We focus on the early CRIT vs MILD contrast, which captures the most clinically actionable comparison — the cellular features that distinguish patients who progress to critical illness from those with mild disease at an early time point.
lm.cells <-
tinydenseR::get.plsD(
x = lm.cells,
.coef.col = "CRIT_earlyVSMILD_early",
.model.name = "contrast.Source_TSO.binary",
.verbose = TRUE,
.min.prop = 0.001 # default is 0.005 but we lower it here to capture more subtle signals in this complex contrast
)plsD1: Inflammatory Myeloid Program vs. Interferon Response
plsD1 captures the dominant signal distinguishing early critical from mild COVID-19. Landmarks in the monocyte region carry the strongest plsD1 scores, indicating that this component is driven by monocyte-state variation.
tinydenseR::plotPlsD(
x = lm.cells,
.coef.col = "CRIT_earlyVSMILD_early",
.plsD.dim = 1
)
The left panel shows landmark scores: landmarks in the monocyte region carry the strongest positive plsD1 scores, indicating that this component is driven by monocyte-state variation. The right panel confirms tight coupling between plsD1 scores and the density contrast (Y).
The plsD1 gene loadings identify the molecular signatures underlying this signal. Positive loadings indicate features upregulated in the direction of the contrast (CRIT > MILD), while negative loadings indicate downregulation.
tinydenseR::plotPlsDHeatmap(
x = lm.cells,
.coef.col = "CRIT_earlyVSMILD_early",
.plsD.dim = 1,
.order.by = "plsD.dim",
.feature.font.size = I(x = 5)
)
# enrichment analysis setup
msigdb.H <-
msigdbr::msigdbr(species = "Homo sapiens")
hypotheses.1 <-
c(
"REACTOME_NEUTROPHIL_DEGRANULATION",
"HALLMARK_INTERFERON_ALPHA_RESPONSE",
"HALLMARK_INTERFERON_GAMMA_RESPONSE"
) |>
(\(x)
unique(x = x[x %in% msigdb.H$gs_name])
)()
msigdb.list.1 <-
msigdb.H[msigdb.H$gs_name %in% hypotheses.1,
c("gene_symbol",
"gs_name")] |>
(\(x)
split(x = x$gene_symbol,
f = x$gs_name)
)() |>
lapply(FUN = unique)
set.seed(seed = 123)
fgseaRes.plsD1 <-
fgsea::fgseaMultilevel(pathways = msigdb.list.1,
stats = lm.cells$results$pls$CRIT_earlyVSMILD_early$loadings[,"plsD1"],
eps = 1e-50,
minSize = 5,
maxSize = 500,
nPermSimple = 1e5)
# add concordance score for leading edge genes (the higher the score, the higher the confidence in the results)

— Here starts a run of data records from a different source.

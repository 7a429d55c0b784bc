#![deny(
    unsafe_code,
    missing_docs,
    dead_code,
    unused_results,
    non_snake_case,
    unreachable_pub
)]

//! Level-up system that draws perk offers from the catalog.

use mine_crawl_core::{Choice, ChoiceKind, Command, Event};
use rand::{Rng, SeedableRng};
use rand_chacha::ChaCha8Rng;
use tracing::debug;

/// Number of choices shown by every level-up offer.
pub const OFFER_SIZE: usize = 3;

/// Pure system that answers level-up requests with perk offers.
#[derive(Debug)]
pub struct Leveling {
    rng: ChaCha8Rng,
}

impl Leveling {
    /// Creates a new leveling system drawing from the provided seed.
    #[must_use]
    pub fn new(seed: u64) -> Self {
        Self {
            rng: ChaCha8Rng::seed_from_u64(seed),
        }
    }

    /// Consumes world events and emits perk offers drawn from `pool`.
    pub fn handle(&mut self, events: &[Event], pool: &[Choice], out: &mut Vec<Command>) {
        for event in events {
            if let Event::PerkChoiceNeeded { level } = event {
                let choices = self.pick_options(OFFER_SIZE, pool);
                debug!(level, count = choices.len(), "perk offer drawn");
                out.push(Command::OfferPerks { choices });
            }
        }
    }

    /// Draws up to `count` distinct choices from `pool`.
    ///
    /// Each slot flips a fair coin between weapons and passives and falls back
    /// to the other pool once one runs dry.
    pub fn pick_options(&mut self, count: usize, pool: &[Choice]) -> Vec<Choice> {
        let (mut weapons, mut passives): (Vec<&Choice>, Vec<&Choice>) = pool
            .iter()
            .partition(|choice| choice.kind == ChoiceKind::Weapon);
        let mut picked: Vec<Choice> = Vec::with_capacity(count);

        while picked.len() < count && !(weapons.is_empty() && passives.is_empty()) {
            let wants_weapon = self.rng.gen_bool(0.5);
            let source = if (wants_weapon && !weapons.is_empty()) || passives.is_empty() {
                &mut weapons
            } else {
                &mut passives
            };
            let index = self.rng.gen_range(0..source.len());
            let chosen = source.remove(index);
            if picked.iter().all(|existing| existing.id != chosen.id) {
                picked.push(chosen.clone());
            }
        }
        picked
    }
}
impl Door {
    /// Creates an unlocked door leading to another room.
    #[must_use]
    pub fn passage(area: Rect, destination: RoomId, spawn: Vec2, label: String) -> Self {
        Self {
            area,
            destination: Some(destination),
            spawn,
            locked: false,
            is_win: false,
            label,
        }
    }

    /// Creates a locked exit door without a destination.
    #[must_use]
    pub fn exit(area: Rect) -> Self {
        Self {
            area,
            destination: None,
            spawn: Vec2::new(-1.0, -1.0),
            locked: true,
            is_win: true,
            label: "Exit".to_owned(),
        }
    }

    /// Trigger rectangle in the coordinates of the room hosting the door.
    #[must_use]
    pub const fn area(&self) -> &Rect {
        &self.area
    }

    /// Room the door leads to, or `None` for the exit.
    #[must_use]
    pub const fn destination(&self) -> Option<RoomId> {
        self.destination
    }

    /// Default arrival point inside the destination room.
    #[must_use]
    pub const fn spawn(&self) -> Vec2 {
        self.spawn
    }

    /// Reports whether the door currently refuses passage.
    #[must_use]
    pub const fn is_locked(&self) -> bool {
        self.locked
    }

    /// Reports whether walking through the door wins the session.
    #[must_use]
    pub const fn is_win(&self) -> bool {
        self.is_win
    }

    /// Label displayed next to the door.
    #[must_use]
    pub fn label(&self) -> &str {
        &self.label
    }

    /// Locks or unlocks the door.
    pub fn set_locked(&mut self, locked: bool) {
        self.locked = locked;
    }
}

/// Standing of a room within the dungeon tree, as needed to size encounters.
#[derive(Clone, Copy, Debug, PartialEq)]
pub struct EncounterSite {
    /// Room the site describes.
    pub room: RoomId,
    /// Depth of the room measured from the root.
    pub depth: u32,
    /// Depth of the deepest remaining leaf.
    pub tree_height: u32,
    /// Height of the subtree rooted at the room.
    pub subtree_height: u32,
    /// Number of times the room has been cleared.
    pub clear_count: u32,
    /// Width of the room.
    pub width: f32,
    /// Height of the room.
    pub height: f32,
    /// Indicates whether the room is the root of the tree.
    pub is_root: bool,
}

impl EncounterSite {
    /// Center point of the room.
    #[must_use]
    pub fn center(&self) -> Vec2 {
        Vec2::new(self.width / 2.0, self.height / 2.0)
    }
}

/// Placement and level of a single enemy within a spawn batch.
#[derive(Clone, Copy, Debug, PartialEq)]
pub struct EnemySpawn {
    /// Room-local spawn position, usually outside the playable area.
    pub position: Vec2,
    /// Level assigned to the enemy.
    pub level: u32,
}

/// Families of perks offered on level-up.
#[derive(Clone, Copy, Debug, PartialEq, Eq, Hash, Serialize, Deserialize)]
pub enum ChoiceKind {
    /// Weapon that fires automatically on its cooldown.
    Weapon,
    /// Passive that modifies derived player stats per stack.
    Passive,
}

/// Perk presented to the player during a level-up offer.
#[derive(Clone, Debug, PartialEq, Eq, Hash, Serialize, Deserialize)]
pub struct Choice {
    /// Family of the perk.
    pub kind: ChoiceKind,
    /// Stable identifier used for bindings.
    pub id: String,
    /// Display name.
    pub name: String,
    /// Display description.
    pub description: String,
}

/// Per-tick input produced by an [`InputSource`].
#[derive(Clone, Copy, Debug, Default, PartialEq)]
pub struct InputFrame {
    /// Movement intent; each axis is expected within `[-1, 1]`.
    pub movement: Vec2,
    /// Perk selected while a level-up offer is open.
    pub selection: Option<usize>,
}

fgseaRes.plsD1$concordance <-
lapply(X = fgseaRes.plsD1$leadingEdge,
FUN = function(lead.edge){
mean(x = lm.cells$results$pls$CRIT_earlyVSMILD_early$concordance.weights[lead.edge,"plsD1"])
}) |>
unlist()
fgseaRes.plsD1[order(-log10(x = padj)*sign(NES)),]
(p <-
names(x = msigdb.list.1) |>
lapply(FUN = function(pw) {
fgsea::plotEnrichment(pathway = msigdb.list.1[[pw]],
stats = lm.cells$results$pls$CRIT_earlyVSMILD_early$loadings[,"plsD1"]) +
ggplot2::theme(plot.title = ggplot2::element_text(hjust = 0.5,
size = I(x = 12)),
plot.subtitle = ggplot2::element_text(hjust = 0.5,
size = I(x = 10)),
) +
ggplot2::labs(
title = gsub(pattern = "_",
replacement = " ",
x = pw,
fixed = TRUE) |>
gsub(pattern = "^HALLMARK |^REACTOME ",
replacement = "",
fixed = FALSE) |>
tolower(),
subtitle = paste0("p = ",
formatC(x = fgseaRes.plsD1[pathway == pw, padj],
digits = 0,
format = "e"))) +
ggh4x::force_panelsizes(rows = grid::unit(x = 1,
units = "in"),
col = grid::unit(x = 1.5,
units = "in"))
}) |>
c(nrow = 1) |>
do.call(what = gridExtra::grid.arrange))
Interpretation
Positive plsD1 loadings are enriched for neutrophil degranulation, with key contributing genes including S100A12, CLU, VCAN, and CTSD. Negative loadings are enriched for interferon gamma response and interferon alpha response programs, driven by genes such as IFIT3, IFIT1, IFITM1, HLA-DPA1, and HLA-DPB1. This axis is consistent with a shift from interferon-responsive classical monocytes in early mild disease toward a more inflammatory, dysregulated myeloid program in early critical disease, in line with previous reports of myeloid dysregulation in severe COVID-19.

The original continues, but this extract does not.